Mais la jeune fille, cramponnée à sa robe, la suivait en se traînant sur les genoux.

— Madame ! au nom de ce que vous avez aimé sur la terre, pitié ! pitié !

— Je n’aime plus rien que la vengeance ! Oh ! fit-elle avec un sourire hideux, c’est bon de haïr, on oublie sa douleur ! les larmes de cette misérable enfant me font du bien !

Doña Rosario n’entendait pas ces affreuses paroles ; en proie au plus violent désespoir, elle continuait à pleurer et à supplier.

Seulement, le mot enfant frappa son oreille ; une lueur se fit dans son cerveau.

— Oh ! madame ! s’écria-t-elle ; oh ! je savais bien que vous étiez bonne et que je parviendrais à vous attendrir ! oh ! Dieu a eu pitié de moi !

— Que veut dire cette folle ? fit la Linda.

— Madame ! reprit doña Rosario, vous avez eu des enfants ! vous les avez aimés ! oh ! bien aimés ! j’en suis sûre !

— Silence ! malheureuse ! s’écria la Linda ; silence ! ne me parle pas de ma fille !

— Oui ! continua doña Rosario ; c’est cela, c’était une douce et charmante créature ! oh ! vous l’adoriez ! madame !

— Si j’adorais ma fille !  !… s’écria la Linda avec un rugissement de hyène.

— Eh bien ! au nom de cette fille chérie, pitié ! pitié ! madame !

La Linda éclata subitement d’un rire frénétique et se pencha sur la jeune fille, en fixant sur elle des yeux flamboyants,

— Misérable s’écria-t-elle d’une voix saccadée par la rage ; quel souvenir viens-tu d’évoquer ! Mais c’est pour venger ma fille, ma fille qui m’a été dérobée que je veux faire de toi la plus infortunée de toutes les créatures, c’est afin de la venger que je t’ai vendue à Antinahuel !
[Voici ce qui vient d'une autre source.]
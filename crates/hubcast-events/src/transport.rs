//! Transport error classification shared by the runtime and its callers.

/// True for statuses that indicate a transient server-side condition and
/// self-heal on the next poll cycle.
pub fn is_transient_status(status: u16) -> bool {
    (500..600).contains(&status)
}

/// Truncates response bodies before they are embedded in error messages.
pub fn truncate_for_error(text: &str, max_chars: usize) -> String {
    if text.chars().count() <= max_chars {
        return text.to_string();
    }
    let truncated: String = text.chars().take(max_chars).collect();
    format!("{truncated}...")
}

#[cfg(test)]
mod tests {
    use super::{is_transient_status, truncate_for_error};

    #[test]
    fn unit_is_transient_status_covers_server_errors_only() {
        assert!(is_transient_status(500));
        assert!(is_transient_status(502));
        assert!(is_transient_status(503));
        assert!(!is_transient_status(404));
        assert!(!is_transient_status(422));
        assert!(!is_transient_status(200));
    }

    #[test]
    fn unit_truncate_for_error_is_char_boundary_safe() {
        assert_eq!(truncate_for_error("short", 10), "short");
        assert_eq!(truncate_for_error("abcdef", 3), "abc...");
        assert_eq!(truncate_for_error("héllo wörld", 4), "héll...");
    }
}
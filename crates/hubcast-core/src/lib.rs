//! Foundational low-level utilities shared across hubcast crates.
//!
//! Provides the time helpers used for event timestamps, notification cursor
//! comparisons, and synthesized identifiers.

pub mod time_utils;

pub use time_utils::{
    current_rfc3339, current_unix_timestamp, current_unix_timestamp_ms, parse_rfc3339_to_unix_ms,
};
Doña Rosario resta un instant comme frappée de la foudre ; cependant peu à peu elle revint à elle, se redressa lentement et, regardant bien en face la courtisane qui triomphait :

— Madame, lui dit-elle, vous n’avez pas de cœur, soyez maudite !… Dieu vous punira cruellement !… Quant à moi, je saurai me soustraire aux outrages dont vous me menacez vainement.

Et, d’un geste rapide comme la pensée, elle arracha de la ceinture de la Linda une dague effilée et aiguë, que celle-ci y portait constamment depuis qu’elle vivait avec les Indiens.

La Linda se précipita vers elle.

— Arrêtez, madame, lui dit résolument la jeune fille ; un pas de plus et je me frappe ! Oh ! je ne vous crains plus maintenant, je suis maîtresse de ma vie ! Je vous le disais bien que Dieu ne m’abandonnerait pas !

Le regard de la jeune fille était si ferme, sa contenance si déterminée, que la Linda s’arrêta malgré elle.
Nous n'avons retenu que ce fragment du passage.